• Provided entries:
★ ★ ★
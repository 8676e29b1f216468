//! Game setup and the turn loop.

use std::fmt;

use rand::rngs::StdRng;
use rand::{Rng, SeedableRng};
use rustc_hash::FxHashSet;
use tracing::{debug, info, instrument};

use crate::action::{ActionContext, Hand};
use crate::card::Card;
use crate::config::{GameConfig, GameParameters};
use crate::error::SetupError;
use crate::pieces::Piece;
use crate::strategy::Strategy;

/// Per-turn limits.
#[derive(Debug, Clone, Copy, PartialEq, Eq)]
pub struct Rules {
    pub actions_per_turn: u32,
    pub card_limit: usize,
    pub max_attempts: u32,
}

impl Default for Rules {
    fn default() -> Self {
        Self {
            actions_per_turn: 3,
            card_limit: 1,
            max_attempts: 10,
        }
    }
}

impl Rules {
    /// Reads the limits from the game parameters, rejecting zeros.
    pub fn from_parameters(params: &GameParameters) -> Result<Self, SetupError> {
        if params.actions_per_turn == 0 {
            return Err(SetupError::Parameter {
                name: "actions_per_turn",
            });
        }
        if params.card_limit == 0 {
            return Err(SetupError::Parameter { name: "card_limit" });
        }
        if params.max_attempts == 0 {
            return Err(SetupError::Parameter {
                name: "max_attempts",
            });
        }
        Ok(Self {
            actions_per_turn: params.actions_per_turn,
            card_limit: params.card_limit,
            max_attempts: params.max_attempts,
        })
    }
}

/// Where new pieces and cards come from. Never runs out.
#[derive(Debug, Clone)]
pub struct Supply {
    catalogue: Vec<Piece>,
    /// Level-1 pieces, handed out by TakePiece. Never empty.
    starters: Vec<Piece>,
    /// Card templates, copied by TakeCard. Never empty.
    cards: Vec<Card>,
}

impl Supply {
    pub fn new(catalogue: Vec<Piece>, cards: Vec<Card>) -> Result<Self, SetupError> {
        let starters: Vec<Piece> = catalogue
            .iter()
            .filter(|piece| piece.level() == 1)
            .cloned()
            .collect();
        if starters.is_empty() {
            return Err(SetupError::NoStarterPiece);
        }
        if cards.is_empty() {
            return Err(SetupError::NoCards);
        }
        Ok(Self {
            catalogue,
            starters,
            cards,
        })
    }

    /// A random level-1 piece.
    pub fn draw_piece(&self, rng: &mut StdRng) -> Piece {
        self.starters[rng.random_range(0..self.starters.len())].clone()
    }

    /// A fresh copy of a random card template.
    pub fn draw_card(&self, rng: &mut StdRng) -> Card {
        self.cards[rng.random_range(0..self.cards.len())].clone()
    }

    /// The piece every player starts with: the first level-1 piece.
    pub fn starter(&self) -> &Piece {
        &self.starters[0]
    }

    pub fn piece_named(&self, name: &str) -> Option<&Piece> {
        self.catalogue.iter().find(|piece| piece.name() == name)
    }

    pub fn catalogue(&self) -> &[Piece] {
        &self.catalogue
    }
}

/// What one player did in one turn.
#[derive(Debug, Clone, PartialEq, Eq)]
pub struct TurnSummary {
    pub turn: u32,
    pub player: String,
    pub actions: u32,
    pub active_cards: usize,
    pub completed_cards: usize,
    pub points: u32,
}

impl fmt::Display for TurnSummary {
    fn fmt(&self, f: &mut fmt::Formatter<'_>) -> fmt::Result {
        write!(
            f,
            "turn {}: {} spent {} actions, {} active cards, {} completed, {} points",
            self.turn,
            self.player,
            self.actions,
            self.active_cards,
            self.completed_cards,
            self.points
        )
    }
}

pub struct Player {
    name: String,
    hand: Hand,
    strategy: Box<dyn Strategy>,
}

impl Player {
    /// A player holding one copy of the supply's starter piece.
    pub fn new(name: impl Into<String>, strategy: Box<dyn Strategy>, supply: &Supply) -> Self {
        Self {
            name: name.into(),
            hand: Hand::new(vec![supply.starter().clone()]),
            strategy,
        }
    }

    pub fn name(&self) -> &str {
        &self.name
    }

    pub fn hand(&self) -> &Hand {
        &self.hand
    }

    pub fn strategy_name(&self) -> &'static str {
        self.strategy.name()
    }

    pub fn set_strategy(&mut self, strategy: Box<dyn Strategy>) {
        self.strategy = strategy;
    }

    /// Plays one turn, collecting full cards before and after.
    pub fn play_turn(
        &mut self,
        turn: u32,
        supply: &Supply,
        rules: &Rules,
        rng: &mut StdRng,
    ) -> TurnSummary {
        self.hand.collect_full_cards(supply);
        let mut ctx = ActionContext::new(&mut self.hand, supply, rules, rng);
        let actions = self.strategy.play_turn(&mut ctx, rules.actions_per_turn);
        self.hand.collect_full_cards(supply);

        TurnSummary {
            turn,
            player: self.name.clone(),
            actions,
            active_cards: self.hand.cards.len(),
            completed_cards: self.hand.completed.len(),
            points: self.hand.points(),
        }
    }
}

impl fmt::Debug for Player {
    fn fmt(&self, f: &mut fmt::Formatter<'_>) -> fmt::Result {
        f.debug_struct("Player")
            .field("name", &self.name)
            .field("strategy", &self.strategy.name())
            .field("hand", &self.hand)
            .finish()
    }
}

/// Turn counter. Turns are numbered from 1.
#[derive(Debug, Clone, Copy, PartialEq, Eq)]
pub struct GameState {
    current_turn: u32,
    max_turns: u32,
}

impl GameState {
    pub fn new(max_turns: u32) -> Self {
        Self::with_turn(1, max_turns)
    }

    pub fn with_turn(current_turn: u32, max_turns: u32) -> Self {
        Self {
            current_turn,
            max_turns,
        }
    }

    pub fn is_running(&self) -> bool {
        self.current_turn <= self.max_turns
    }

    pub fn next_turn(&mut self) {
        self.current_turn += 1;
    }

    pub fn current_turn(&self) -> u32 {
        self.current_turn
    }

    pub fn max_turns(&self) -> u32 {
        self.max_turns
    }
}

/// Final standing of one player.
#[derive(Debug, Clone, PartialEq, Eq)]
pub struct PlayerResult {
    pub name: String,
    pub completed_cards: usize,
    pub points: u32,
}

#[derive(Debug, Clone, PartialEq, Eq)]
pub struct GameOutcome {
    pub turns_played: u32,
    pub players: Vec<PlayerResult>,
}

impl GameOutcome {
    /// The player with the most points, or `None` on a tie for first.
    pub fn leader(&self) -> Option<&PlayerResult> {
        let best = self.players.iter().map(|player| player.points).max()?;
        let mut leaders = self.players.iter().filter(|player| player.points == best);
        let leader = leaders.next()?;
        leaders.next().is_none().then_some(leader)
    }
}

impl fmt::Display for GameOutcome {
    fn fmt(&self, f: &mut fmt::Formatter<'_>) -> fmt::Result {
        writeln!(f, "Game over after {} turns", self.turns_played)?;
        for player in &self.players {
            writeln!(
                f,
                "  {}: {} cards completed, {} points",
                player.name, player.completed_cards, player.points
            )?;
        }
        match self.leader() {
            Some(leader) => write!(f, "Winner: {}", leader.name),
            None => write!(f, "Draw"),
        }
    }
}

/// Owns the players, the supply and the random source for one game.
#[derive(Debug)]
pub struct GameManager {
    players: Vec<Player>,
    supply: Supply,
    rules: Rules,
    state: GameState,
    rng: StdRng,
}

impl GameManager {
    /// Builds a game from configuration, validating every record.
    #[instrument(skip_all, fields(players = config.players.len(), pieces = config.pieces.len()))]
    pub fn new(config: &GameConfig) -> Result<Self, SetupError> {
        if config.players.len() != 2 {
            return Err(SetupError::PlayerCount {
                count: config.players.len(),
            });
        }
        if config.game.max_turns == 0 {
            return Err(SetupError::Parameter { name: "max_turns" });
        }
        let rules = Rules::from_parameters(&config.game)?;

        let mut names = FxHashSet::default();
        let mut catalogue = Vec::with_capacity(config.pieces.len());
        for def in &config.pieces {
            if !names.insert(def.name.as_str()) {
                return Err(SetupError::DuplicatePiece {
                    name: def.name.clone(),
                });
            }
            catalogue.push(Piece::from_def(def)?);
        }

        let mut cards = Vec::with_capacity(config.cards.len());
        for (index, def) in config.cards.iter().enumerate() {
            if let Some(piece) = &def.reward.piece {
                if !names.contains(piece.as_str()) {
                    return Err(SetupError::UnknownRewardPiece {
                        index,
                        piece: piece.clone(),
                    });
                }
            }
            cards.push(Card::from_def(def, index)?);
        }

        let supply = Supply::new(catalogue, cards)?;
        let rng = match config.game.seed {
            Some(seed) => StdRng::seed_from_u64(seed),
            None => StdRng::from_os_rng(),
        };
        let players = config
            .players
            .iter()
            .map(|def| Player::new(def.name.clone(), def.strategy.build(), &supply))
            .collect();

        debug!(seed = ?config.game.seed, ?rules, "game configured");
        Ok(Self::from_parts(
            players,
            supply,
            rules,
            GameState::new(config.game.max_turns),
            rng,
        ))
    }

    /// Assembles a game from ready-made parts.
    pub fn from_parts(
        players: Vec<Player>,
        supply: Supply,
        rules: Rules,
        state: GameState,
        rng: StdRng,
    ) -> Self {
        Self {
            players,
            supply,
            rules,
            state,
            rng,
        }
    }

    /// Plays rounds until the turn limit and returns the final standings.
    #[instrument(skip(self), fields(max_turns = self.state.max_turns()))]
    pub fn run(&mut self) -> GameOutcome {
        info!(
            players = ?self.players.iter().map(Player::name).collect::<Vec<_>>(),
            "game started"
        );
        while self.state.is_running() {
            self.play_round();
        }

        let outcome = self.outcome();
        info!(leader = ?outcome.leader().map(|player| &player.name), "game finished");
        outcome
    }

    /// Lets every player take one turn, then advances the turn counter.
    pub fn play_round(&mut self) -> Vec<TurnSummary> {
        let turn = self.state.current_turn();
        let summaries = self
            .players
            .iter_mut()
            .map(|player| {
                let summary = player.play_turn(turn, &self.supply, &self.rules, &mut self.rng);
                info!("{summary}");
                summary
            })
            .collect();
        self.state.next_turn();
        summaries
    }

    /// Standings as of now.
    pub fn outcome(&self) -> GameOutcome {
        GameOutcome {
            turns_played: self.state.current_turn().saturating_sub(1),
            players: self
                .players
                .iter()
                .map(|player| PlayerResult {
                    name: player.name().to_string(),
                    completed_cards: player.hand().completed.len(),
                    points: player.hand().points(),
                })
                .collect(),
        }
    }

    pub fn state(&self) -> &GameState {
        &self.state
    }

    pub fn players(&self) -> &[Player] {
        &self.players
    }

    pub fn players_mut(&mut self) -> &mut [Player] {
        &mut self.players
    }

    pub fn supply(&self) -> &Supply {
        &self.supply
    }

    pub fn rules(&self) -> &Rules {
        &self.rules
    }
}
//! Benchmarks for placement enumeration and play.

use criterion::{black_box, criterion_group, criterion_main, Criterion};

use polycard::card::{Card, Reward};
use polycard::config::GameConfig;
use polycard::geometry::all_orientations;
use polycard::grid::CellSet;
use polycard::{ConfigurationSet, GameManager};

const CORNER_3: &[(i32, i32)] = &[(0, 0), (1, 0), (1, 1)];
const L_SHAPE_4: &[(i32, i32)] = &[(0, 0), (1, 0), (2, 0), (2, 1)];

/// Benchmark building the configuration set of one piece.
fn bench_configuration_set(c: &mut Criterion) {
    c.bench_function("configuration_set_l_shape_4", |b| {
        b.iter(|| ConfigurationSet::build(black_box(L_SHAPE_4)))
    });
}

/// Benchmark computing all orientations for a single piece.
fn bench_orientations(c: &mut Criterion) {
    c.bench_function("all_orientations", |b| {
        b.iter(|| all_orientations(black_box(CORNER_3)))
    });
}

/// Benchmark filtering a piece's placements against a half-filled card.
fn bench_valid_configurations(c: &mut Criterion) {
    let set = ConfigurationSet::build(CORNER_3);
    let mut card = Card::new(CellSet::FULL, Reward::default());
    card.place_piece(CellSet::from_coords([(0, 0), (1, 1), (2, 2), (3, 3)]));

    c.bench_function("valid_configurations", |b| {
        b.iter(|| black_box(&card).valid_configurations(&set).count())
    });
}

/// Benchmark a seeded ten-round game on the built-in setup.
fn bench_full_game(c: &mut Criterion) {
    let mut config = GameConfig::builtin().unwrap();
    config.game.seed = Some(7);
    config.game.max_turns = 10;

    let mut group = c.benchmark_group("game");
    group.sample_size(20);
    group.bench_function("builtin_10_turns", |b| {
        b.iter(|| GameManager::new(black_box(&config)).unwrap().run())
    });
    group.finish();
}

criterion_group!(
    benches,
    bench_configuration_set,
    bench_orientations,
    bench_valid_configurations,
    bench_full_game
);
criterion_main!(benches);
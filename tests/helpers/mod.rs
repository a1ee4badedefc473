// ==========================================
// 集成测试辅助模块
// ==========================================
// 各测试文件只用到其中一部分
#![allow(dead_code)]

pub mod test_data_builder;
★ ★ ★
• Exercise instructions: Across the material, how many lines contain "StdRng"? The reply must be that number and nothing else.

• Response to this exercise: 8